==== SUPPLIED DATA ====

#[cfg(test)]
mod tests {
    use super::*;
    use crate::script::parse;

    fn run(source: &str) -> (Interpreter, Result<(), ScriptError>) {
        let program = parse(source).unwrap();
        let mut interpreter = Interpreter::new(SandboxLimits::default(), None);
        let outcome = interpreter.run(&program);
        (interpreter, outcome)
    }

    fn global_int(interpreter: &Interpreter, name: &str) -> i64 {
        interpreter.global(name).and_then(|v| v.as_i64()).unwrap()
    }

    #[test]
    fn functions_loops_and_closures() {
        let (interpreter, outcome) = run(
            "def scale(values, factor=2):\n    return [v * factor for v in values if v > 1]\n\
             total = 0\nfor v in scale([1, 2, 3], factor=3):\n    total += v\n",
        );
        outcome.unwrap();
        assert_eq!(global_int(&interpreter, "total"), 15);
    }

    #[test]
    fn try_except_binds_and_finally_runs() {
        let (interpreter, outcome) = run(
            "steps = 0\ntry:\n    {}['missing']\nexcept KeyError as e:\n    steps = 1\nfinally:\n    steps += 10\n",
        );
        outcome.unwrap();
        assert_eq!(global_int(&interpreter, "steps"), 11);
    }

    #[test]
    fn uncaught_errors_carry_a_trace() {
        let (_, outcome) = run("def ratio(x):\n    return x / 0\n\ny = ratio(4)\n");
        let err = outcome.unwrap_err();
        assert_eq!(err.kind, "ZeroDivisionError");
        let lines: Vec<usize> = err.trace.iter().map(|frame| frame.line).collect();
        assert_eq!(lines, vec![4, 2]);
        assert_eq!(err.trace[1].scope, "ratio");
    }

    #[test]
    fn gas_exhaustion_cannot_be_caught() {
        let program = parse("try:\n    while True:\n        pass\nexcept Exception:\n    caught = 1\n").unwrap();
        let limits = SandboxLimits {
            gas_limit: 500,
            ..SandboxLimits::default()
        };
        let mut interpreter = Interpreter::new(limits, None);
        let err = interpreter.run(&program).unwrap_err();
        assert!(err.fatal);
        assert!(interpreter.global("caught").is_none());
    }

    #[test]
    fn unknown_names_suggest_close_matches() {
        let (_, outcome) = run("revenue = 1\nx = revenu + 1\n");
        let err = outcome.unwrap_err();
        assert_eq!(err.kind, "NameError");
        assert!(err.message.contains("Did you mean: 'revenue'?"));
    }

    #[test]
    fn imports_outside_the_allowlist_fail() {
        let (_, outcome) = run("import requests\n");
        assert_eq!(outcome.unwrap_err().kind, "ModuleNotFoundError");
        let (interpreter, outcome) = run("from datetime import timedelta\nd = timedelta(days=2)\n");
        outcome.unwrap();
        assert!(matches!(interpreter.global("d"), Some(Value::Delta(_))));
    }

    #[test]
    fn oversized_sequences_raise_memory_error() {
        for source in [
            "x = [0] * 10**12\n",
            "x = 'a' * 10**10\n",
            "x = (1, 2) * 10**12\n",
            "x = 'ab'.ljust(10**12)\n",
            "x = 'a' * 1000\nx = x.replace('a', 'bbbbbbbbbb' * 10000)\n",
        ] {
            let (_, outcome) = run(source);
            let err = outcome.unwrap_err();
            assert_eq!(err.kind, "MemoryError", "{source}");
            assert!(!err.trace.is_empty());
        }
        let limits = SandboxLimits {
            max_collection_len: 1_000,
            ..SandboxLimits::default()
        };
        for source in [
            "x = [1]\nfor _ in range(40):\n    x += x\n",
            "x = [1]\nfor _ in range(40):\n    x.extend(x)\n",
            "s = 'ab'\nfor _ in range(40):\n    s = s + s\n",
        ] {
            let mut interpreter = Interpreter::new(limits.clone(), None);
            let err = interpreter.run(&parse(source).unwrap()).unwrap_err();
            assert_eq!(err.kind, "MemoryError", "{source}");
        }
        let (interpreter, outcome) = run(
            "try:\n    x = [0] * 10**12\nexcept MemoryError:\n    caught = 1\n",
        );
        outcome.unwrap();
        assert_eq!(global_int(&interpreter, "caught"), 1);
    }

    #[test]
    fn integer_overflow_raises_instead_of_panicking() {
        let (_, outcome) = run("x = (-9223372036854775807 - 1) // -1\n");
        assert_eq!(outcome.unwrap_err().kind, "OverflowError");
        let (_, outcome) = run("x = abs(-9223372036854775807 - 1)\n");
        assert_eq!(outcome.unwrap_err().kind, "OverflowError");
        let (interpreter, outcome) = run("x = (-9223372036854775807 - 1) % -1\n");
        outcome.unwrap();
        assert_eq!(global_int(&interpreter, "x"), 0);
    }

    #[test]
    fn repetition_is_charged_by_size() {
        let program = parse("x = [0] * 160000\n").unwrap();
        let mut interpreter = Interpreter::new(SandboxLimits::default(), None);
        interpreter.run(&program).unwrap();
        assert!(interpreter.gas_used() >= 10_000);

        let limits = SandboxLimits {
            gas_limit: 5_000,
            ..SandboxLimits::default()
        };
        let mut interpreter = Interpreter::new(limits, None);
        let err = interpreter.run(&program).unwrap_err();
        assert!(err.fatal);

        let limits = SandboxLimits {
            max_collection_len: 100,
            ..SandboxLimits::default()
        };
        let mut interpreter = Interpreter::new(limits, None);
        let err = interpreter.run(&parse("x = [0] * 101\n").unwrap()).unwrap_err();
        assert_eq!(err.message, "cannot build a sequence of 101 elements (limit is 100)");
    }

    #[test]
    fn output_is_truncated_at_the_limit() {
        let program = parse("for i in range(100):\n    print('0123456789')\n").unwrap();
        let limits = SandboxLimits {
            max_output_bytes: 50,
            ..SandboxLimits::default()
        };
        let mut interpreter = Interpreter::new(limits, None);
        interpreter.run(&program).unwrap();
        let output = interpreter.take_output();
        assert!(output.starts_with("0123456789\n"));
        assert!(output.ends_with(TRUNCATION_MARKER));
    }
}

====

GOAL OF THE EXERCISE>
Reproduce every line above without error.

RESULT>
#[cfg(test)]
mod tests {
    use super::*;
    use crate::script::parse;

    fn run(source: &str) -> (Interpreter, Result<(), ScriptError>) {
        let program = parse(source).unwrap();
        let mut interpreter = Interpreter::new(SandboxLimits::default(), None);
        let outcome = interpreter.run(&program);
        (interpreter, outcome)
    }

    fn global_int(interpreter: &Interpreter, name: &str) -> i64 {
        interpreter.global(name).and_then(|v| v.as_i64()).unwrap()
    }

    #[test]
    fn functions_loops_and_closures() {
        let (interpreter, outcome) = run(
            "def scale(values, factor=2):\n    return [v * factor for v in values if v > 1]\n\
             total = 0\nfor v in scale([1, 2, 3], factor=3):\n    total += v\n",
        );
        outcome.unwrap();
        assert_eq!(global_int(&interpreter, "total"), 15);
    }

    #[test]
    fn try_except_binds_and_finally_runs() {
        let (interpreter, outcome) = run(
            "steps = 0\ntry:\n    {}['missing']\nexcept KeyError as e:\n    steps = 1\nfinally:\n    steps += 10\n",
        );
        outcome.unwrap();
        assert_eq!(global_int(&interpreter, "steps"), 11);
    }

    #[test]
    fn uncaught_errors_carry_a_trace() {
        let (_, outcome) = run("def ratio(x):\n    return x / 0\n\ny = ratio(4)\n");
        let err = outcome.unwrap_err();
        assert_eq!(err.kind, "ZeroDivisionError");
        let lines: Vec<usize> = err.trace.iter().map(|frame| frame.line).collect();
        assert_eq!(lines, vec![4, 2]);
        assert_eq!(err.trace[1].scope, "ratio");
    }

    #[test]
    fn gas_exhaustion_cannot_be_caught() {
        let program = parse("try:\n    while True:\n        pass\nexcept Exception:\n    caught = 1\n").unwrap();
        let limits = SandboxLimits {
            gas_limit: 500,
            ..SandboxLimits::default()
        };
        let mut interpreter = Interpreter::new(limits, None);
        let err = interpreter.run(&program).unwrap_err();
        assert!(err.fatal);
        assert!(interpreter.global("caught").is_none());
    }

    #[test]
    fn unknown_names_suggest_close_matches() {
        let (_, outcome) = run("revenue = 1\nx = revenu + 1\n");
        let err = outcome.unwrap_err();
        assert_eq!(err.kind, "NameError");
        assert!(err.message.contains("Did you mean: 'revenue'?"));
    }

    #[test]
    fn imports_outside_the_allowlist_fail() {
        let (_, outcome) = run("import requests\n");
        assert_eq!(outcome.unwrap_err().kind, "ModuleNotFoundError");
        let (interpreter, outcome) = run("from datetime import timedelta\nd = timedelta(days=2)\n");
        outcome.unwrap();
        assert!(matches!(interpreter.global("d"), Some(Value::Delta(_))));
    }

    #[test]
    fn oversized_sequences_raise_memory_error() {
        for source in [
            "x = [0] * 10**12\n",
            "x = 'a' * 10**10\n",
            "x = (1, 2) * 10**12\n",
            "x = 'ab'.ljust(10**12)\n",
            "x = 'a' * 1000\nx = x.replace('a', 'bbbbbbbbbb' * 10000)\n",
        ] {
            let (_, outcome) = run(source);
            let err = outcome.unwrap_err();
            assert_eq!(err.kind, "MemoryError", "{source}");
            assert!(!err.trace.is_empty());
        }
        let limits = SandboxLimits {
            max_collection_len: 1_000,
            ..SandboxLimits::default()
        };
        for source in [
            "x = [1]\nfor _ in range(40):\n    x += x\n",
            "x = [1]\nfor _ in range(40):\n    x.extend(x)\n",
            "s = 'ab'\nfor _ in range(40):\n    s = s + s\n",
        ] {
            let mut interpreter = Interpreter::new(limits.clone(), None);
            let err = interpreter.run(&parse(source).unwrap()).unwrap_err();
            assert_eq!(err.kind, "MemoryError", "{source}");
        }
        let (interpreter, outcome) = run(
            "try:\n    x = [0] * 10**12\nexcept MemoryError:\n    caught = 1\n",
        );
        outcome.unwrap();
        assert_eq!(global_int(&interpreter, "caught"), 1);
    }

    #[test]
    fn integer_overflow_raises_instead_of_panicking() {
        let (_, outcome) = run("x = (-9223372036854775807 - 1) // -1\n");
        assert_eq!(outcome.unwrap_err().kind, "OverflowError");
        let (_, outcome) = run("x = abs(-9223372036854775807 - 1)\n");
        assert_eq!(outcome.unwrap_err().kind, "OverflowError");
        let (interpreter, outcome) = run("x = (-9223372036854775807 - 1) % -1\n");
        outcome.unwrap();
        assert_eq!(global_int(&interpreter, "x"), 0);
    }

    #[test]
    fn repetition_is_charged_by_size() {
        let program = parse("x = [0] * 160000\n").unwrap();
        let mut interpreter = Interpreter::new(SandboxLimits::default(), None);
        interpreter.run(&program).unwrap();
        assert!(interpreter.gas_used() >= 10_000);

        let limits = SandboxLimits {
            gas_limit: 5_000,
            ..SandboxLimits::default()
        };
        let mut interpreter = Interpreter::new(limits, None);
        let err = interpreter.run(&program).unwrap_err();
        assert!(err.fatal);

        let limits = SandboxLimits {
            max_collection_len: 100,
            ..SandboxLimits::default()
        };
        let mut interpreter = Interpreter::new(limits, None);
        let err = interpreter.run(&parse("x = [0] * 101\n").unwrap()).unwrap_err();
        assert_eq!(err.message, "cannot build a sequence of 101 elements (limit is 100)");
    }

    #[test]
    fn output_is_truncated_at_the_limit() {
        let program = parse("for i in range(100):\n    print('0123456789')\n").unwrap();
        let limits = SandboxLimits {
            max_output_bytes: 50,
            ..SandboxLimits::default()
        };
        let mut interpreter = Interpreter::new(limits, None);
        interpreter.run(&program).unwrap();
        let output = interpreter.take_output();
        assert!(output.starts_with("0123456789\n"));
        assert!(output.ends_with(TRUNCATION_MARKER));
    }
}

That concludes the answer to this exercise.